[limpon]

Hi Reid, as I said before, I wish you all the best but I simply don't understand how your experiment 2 is going to work. Did I understand correctly that you will immunize mice and then isolate CD4 T cells from the spleen. Then infect those cells and see if cells from immunized mice die slower/less/not at all and don't express p24 in high levels. I'm afraid this experiment will not work this way. CD4 T cells by itself can not be immunized against HIV. The immunizing effect comes from memory B cells that produce antibodies. These antibodies bind to HIV infected CD4 T cells and as such label them as evil to be killed by other cells.
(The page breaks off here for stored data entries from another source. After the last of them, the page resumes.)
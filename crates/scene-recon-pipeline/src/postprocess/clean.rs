//! Multi-view depth consistency cleanup.

use scene_recon_core::{Grid, Real, SceneState, transform_point};

/// Relative depth tolerance of the visibility test.
pub const DEFAULT_DEPTH_TOLERANCE: Real = 0.001;
/// Confidence assigned to points flagged as occluding outliers.
pub const DEFAULT_MAX_BAD_CONF: Real = 0.0;

/// Parameters of [`clean_depth`].
#[derive(Debug, Clone, Copy, PartialEq)]
pub struct DepthCleanup {
    pub tolerance: Real,
    pub max_bad_conf: Real,
}

impl Default for DepthCleanup {
    fn default() -> Self {
        Self {
            tolerance: DEFAULT_DEPTH_TOLERANCE,
            max_bad_conf: DEFAULT_MAX_BAD_CONF,
        }
    }
}

/// Result of [`clean_depth`]: clipped confidences plus the outlier masks.
#[derive(Debug, Clone, PartialEq)]
pub struct DepthOutliers {
    /// Scene confidences with outliers clipped to `max_bad_conf`.
    pub confidences: Vec<Grid<Real>>,
    /// `true` where a point was rejected as an occluding outlier.
    pub outliers: Vec<Grid<bool>>,
}

impl DepthOutliers {
    pub fn count(&self) -> usize {
        self.outliers.iter().map(|m| m.count()).sum()
    }
}

/// Flag depth outliers of every view against every other camera.
///
/// A point of view `i` is an outlier when, projected into another camera
/// `j`, it lands inside `j`'s image in front of the camera, noticeably
/// closer than what `j` observed at that pixel, and with lower confidence
/// than `j`'s observation. Confidences are compared as cleaning proceeds,
/// so a pixel already clipped in view `j` no longer rejects points of `i`.
///
/// The scene itself is not modified, so repeated calls give the same result.
pub fn clean_depth(scene: &SceneState, params: DepthCleanup) -> DepthOutliers {
    let depths = scene.depth_maps();
    let mut confidences: Vec<Grid<Real>> = scene.confidences().to_vec();
    let mut outliers: Vec<Grid<bool>> = confidences
        .iter()
        .map(|c| Grid::filled(c.width(), c.height(), false))
        .collect();

    for (i, pts) in scene.points().iter().enumerate() {
        for j in 0..scene.num_views() {
            if i == j {
                continue;
            }
            let w2c = scene.world_to_camera(j);
            let k = scene.intrinsics(j);
            let (w, h) = depths[j].size();
            let mut flagged = 0usize;
            for (x, y, p) in pts.enumerate() {
                let cam = transform_point(&w2c, p);
                let depth = cam.z;
                if depth.is_nan() || depth <= 0.0 {
                    continue;
                }
                let proj = k * cam.coords;
                let u = (proj.x / proj.z).round();
                let v = (proj.y / proj.z).round();
                let inside = u >= 0.0 && v >= 0.0 && u < w as Real && v < h as Real;
                if !inside {
                    continue;
                }
                let (u, v) = (u as usize, v as usize);
                let occludes = depth < (1.0 - params.tolerance) * depths[j][(u, v)];
                if occludes && confidences[i][(x, y)] < confidences[j][(u, v)] {
                    let c = &mut confidences[i][(x, y)];
                    *c = c.min(params.max_bad_conf);
                    outliers[i][(x, y)] = true;
                    flagged += 1;
                }
            }
            if flagged > 0 {
                log::debug!("depth cleanup: {flagged} points of view {i} occlude view {j}");
            }
        }
    }
    DepthOutliers {
        confidences,
        outliers,
    }
}

/// Return a copy of the scene confidences with depth outliers clipped.
pub fn clean_confidences(scene: &SceneState, params: DepthCleanup) -> Vec<Grid<Real>> {
    clean_depth(scene, params).confidences
}

#[cfg(test)]
mod tests {
    use super::*;
    use nalgebra::Translation3;
    use scene_recon_core::{Mat4, Pt3, rotation_y};

    /// Two identical cameras at the origin looking down +z.
    fn stacked(depth0: Real, depth1: Real, conf0: Real, conf1: Real) -> SceneState {
        let (w, h) = (4, 4);
        let f = 4.0;
        let plane = |z: Real| {
            Grid::from_fn(w, h, |x, y| {
                Pt3::new((x as Real - 2.0) * z / f, (y as Real - 2.0) * z / f, z)
            })
        };
        SceneState::new(
            vec![Grid::filled(w, h, [0u8; 3]); 2],
            vec![plane(depth0), plane(depth1)],
            vec![Grid::filled(w, h, conf0), Grid::filled(w, h, conf1)],
            vec![Mat4::identity(); 2],
            vec![f; 2],
        )
        .unwrap()
    }

    #[test]
    fn occluding_low_confidence_points_are_clipped() {
        let scene = stacked(1.0, 2.0, 2.0, 5.0);
        let cleaned = clean_confidences(&scene, DepthCleanup::default());
        assert!(cleaned[0].iter().all(|&c| c == 0.0));
        assert_eq!(cleaned[1], scene.confidences()[1]);
    }

    #[test]
    fn confident_points_survive() {
        let scene = stacked(1.0, 2.0, 9.0, 5.0);
        let cleaned = clean_confidences(&scene, DepthCleanup::default());
        assert_eq!(cleaned, scene.confidences());
    }

    #[test]
    fn within_tolerance_is_not_an_outlier() {
        let scene = stacked(2.0, 2.0, 1.0, 5.0);
        let cleaned = clean_confidences(&scene, DepthCleanup::default());
        assert_eq!(cleaned[0], scene.confidences()[0]);
    }

    #[test]
    fn outliers_are_flagged_in_a_mask() {
        let scene = stacked(1.0, 2.0, 2.0, 5.0);
        let res = clean_depth(&scene, DepthCleanup::default());
        assert_eq!(res.count(), 16);
        assert!(res.outliers[0].iter().all(|&b| b));
        assert!(res.outliers[1].iter().all(|&b| !b));
    }

    #[test]
    fn clipped_pixels_no_longer_reject_others() {
        // Cameras 0 and 2 sit at the origin; camera 1 at z = 10 looks back.
        // Every view observes a single on-axis point.
        let on_axis = |z: Real| Grid::filled(2, 2, Pt3::new(0.0, 0.0, z));
        let facing_back = Translation3::new(0.0, 0.0, 10.0).to_homogeneous() * rotation_y(180.0);
        let scene = SceneState::new(
            vec![Grid::filled(2, 2, [0u8; 3]); 3],
            vec![on_axis(1.0), on_axis(0.5), on_axis(0.3)],
            vec![
                Grid::filled(2, 2, 3.0),
                Grid::filled(2, 2, 5.0),
                Grid::filled(2, 2, 2.0),
            ],
            vec![Mat4::identity(), facing_back, Mat4::identity()],
            vec![1.0; 3],
        )
        .unwrap();
        let res = clean_depth(&scene, DepthCleanup::default());
        // View 0 occludes view 1 as seen from camera 1.
        assert!(res.outliers[0].iter().all(|&b| b));
        assert!(res.outliers[1].iter().all(|&b| !b));
        // View 2 is in front of view 0, but view 0 was already rejected.
        assert!(res.outliers[2].iter().all(|&b| !b));
        assert_eq!(res.confidences[2], scene.confidences()[2]);
    }

    #[test]
    fn scene_is_left_untouched() {
        let scene = stacked(1.0, 2.0, 2.0, 5.0);
        let before = scene.confidences().to_vec();
        let a = clean_confidences(&scene, DepthCleanup::default());
        let b = clean_confidences(&scene, DepthCleanup::default());
        assert_eq!(a, b);
        assert_eq!(scene.confidences(), before.as_slice());
    }
}
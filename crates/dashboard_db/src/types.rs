//! Types for the tables this crate owns.

use chrono::{Datelike, Local, NaiveDate, NaiveDateTime, NaiveTime};
use serde::{Deserialize, Serialize};
use sha2::{Digest, Sha256};
use std::fmt;

use crate::error::{DbError, Result};

/// Action recorded for DSpace `update_item` audit lines.
pub const ACTION_UPDATE_ITEM: &str = "update_item";

// ============================================================================
// Edit events
// ============================================================================

/// Deterministic fingerprint of one occurrence of a raw log line.
#[derive(Debug, Clone, PartialEq, Eq, Hash, Serialize, Deserialize)]
#[serde(transparent)]
pub struct DedupKey(String);

impl DedupKey {
    /// Hash (file identity, byte offset, raw line bytes).
    ///
    /// Components are separated with ASCII Unit Separator (0x1f) to avoid ambiguity.
    pub fn compute(file_identity: &str, byte_offset: u64, raw_line: &[u8]) -> Self {
        const SEP: u8 = 0x1f;
        let mut hasher = Sha256::new();
        hasher.update(file_identity.as_bytes());
        hasher.update([SEP]);
        hasher.update(byte_offset.to_string().as_bytes());
        hasher.update([SEP]);
        hasher.update(raw_line);
        Self(hex::encode(hasher.finalize()))
    }

    /// Wrap a key read back from the store.
    pub fn from_stored(value: String) -> Self {
        Self(value)
    }

    pub fn as_str(&self) -> &str {
        &self.0
    }
}

impl fmt::Display for DedupKey {
    fn fmt(&self, f: &mut fmt::Formatter<'_>) -> fmt::Result {
        f.write_str(&self.0)
    }
}

/// One observed "item updated" action, ready to be stored.
#[derive(Debug, Clone, PartialEq, Eq, Serialize, Deserialize)]
pub struct EditEvent {
    /// When the action happened, as written in the log (no timezone)
    pub event_timestamp: NaiveDateTime,
    /// Who did it (free text, not validated)
    pub actor_identity: String,
    /// 36-character item identifier
    pub subject_id: String,
    /// `update_item` for this event family
    pub action_kind: String,
    /// Log file the line came from
    pub source_file: String,
    /// Byte position the line started at
    pub source_byte_offset: u64,
    /// Unique fingerprint guarding at-most-once storage
    pub dedup_key: DedupKey,
}

/// A stored edit event row.
#[derive(Debug, Clone, Serialize, Deserialize)]
pub struct StoredEditEvent {
    pub id: i64,
    #[serde(flatten)]
    pub event: EditEvent,
}

// ============================================================================
// Parser cursors
// ============================================================================

/// Read progress of one parser over one file path.
#[derive(Debug, Clone, PartialEq, Eq, Serialize, Deserialize)]
pub struct FileCursor {
    /// Physical file the offset refers to
    pub file_identity: String,
    /// Next unread byte (signed as stored; readers range-check it)
    pub byte_offset: i64,
    /// Last successful advance
    pub updated_at: NaiveDateTime,
}

// ============================================================================
// Reports
// ============================================================================

/// Inclusive time range a report covers.
#[derive(Debug, Clone, Copy, PartialEq, Eq, Serialize, Deserialize)]
pub struct ReportPeriod {
    pub start: NaiveDateTime,
    pub end: NaiveDateTime,
}

impl ReportPeriod {
    /// Calendar month, or the whole year when `month == 0`.
    ///
    /// A whole-year period for the current year ends today at 23:59:59.
    pub fn new(year: i32, month: u32) -> Result<Self> {
        Self::new_relative_to(year, month, Local::now().date_naive())
    }

    /// Same as [`ReportPeriod::new`] with an explicit "today".
    pub fn new_relative_to(year: i32, month: u32, today: NaiveDate) -> Result<Self> {
        let end_of_day = NaiveTime::from_hms_opt(23, 59, 59)
            .ok_or_else(|| DbError::invalid_input("invalid end of day"))?;

        if month == 0 {
            let start = first_of_month(year, 1)?;
            let last_day = if year == today.year() {
                today
            } else {
                NaiveDate::from_ymd_opt(year, 12, 31)
                    .ok_or_else(|| DbError::invalid_input(format!("invalid year {}", year)))?
            };
            return Ok(Self {
                start,
                end: last_day.and_time(end_of_day),
            });
        }

        if month > 12 {
            return Err(DbError::invalid_input(format!(
                "month must be 0..=12, got {}",
                month
            )));
        }

        let start = first_of_month(year, month)?;
        let next = if month == 12 {
            first_of_month(year + 1, 1)?
        } else {
            first_of_month(year, month + 1)?
        };
        let last_day = next
            .date()
            .pred_opt()
            .ok_or_else(|| DbError::invalid_input("month underflow"))?;

        Ok(Self {
            start,
            end: last_day.and_time(end_of_day),
        })
    }
}

fn first_of_month(year: i32, month: u32) -> Result<NaiveDateTime> {
    NaiveDate::from_ymd_opt(year, month, 1)
        .map(|d| d.and_time(NaiveTime::MIN))
        .ok_or_else(|| DbError::invalid_input(format!("invalid date {}-{:02}", year, month)))
}

/// Edit activity of one editor in a period.
#[derive(Debug, Clone, PartialEq, Eq, Serialize, Deserialize)]
pub struct EditorActivity {
    pub editor: String,
    /// Distinct items edited
    pub items: i64,
    /// Total edit events
    pub edits: i64,
}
CD4 T cells alone will not show any effect in regards to susceptibility to HIV no matter how well your immunization works. As rgejman pointed out, it would be way better to infect the mice with HIV and do a CD4 T cell count there every week. This would be so much easier and it might actually show you something relevant.

[rgejman]

I think that they will incubate CD8 and CD4 T cells from the same mouse together. The CD8 (cytotoxic) T cells, if they recognize the antigen, should kill the infected CD4 cells.

A caveat is activation/co-stimulation. The CD8 T cells should already be activated due to the vaccination and no longer need co-stimulation from DCs... but this depends on the vaccine having delivered enough peptide to stimulate a true immune response in a human/humanized immune system. That's the (first) big unknown here.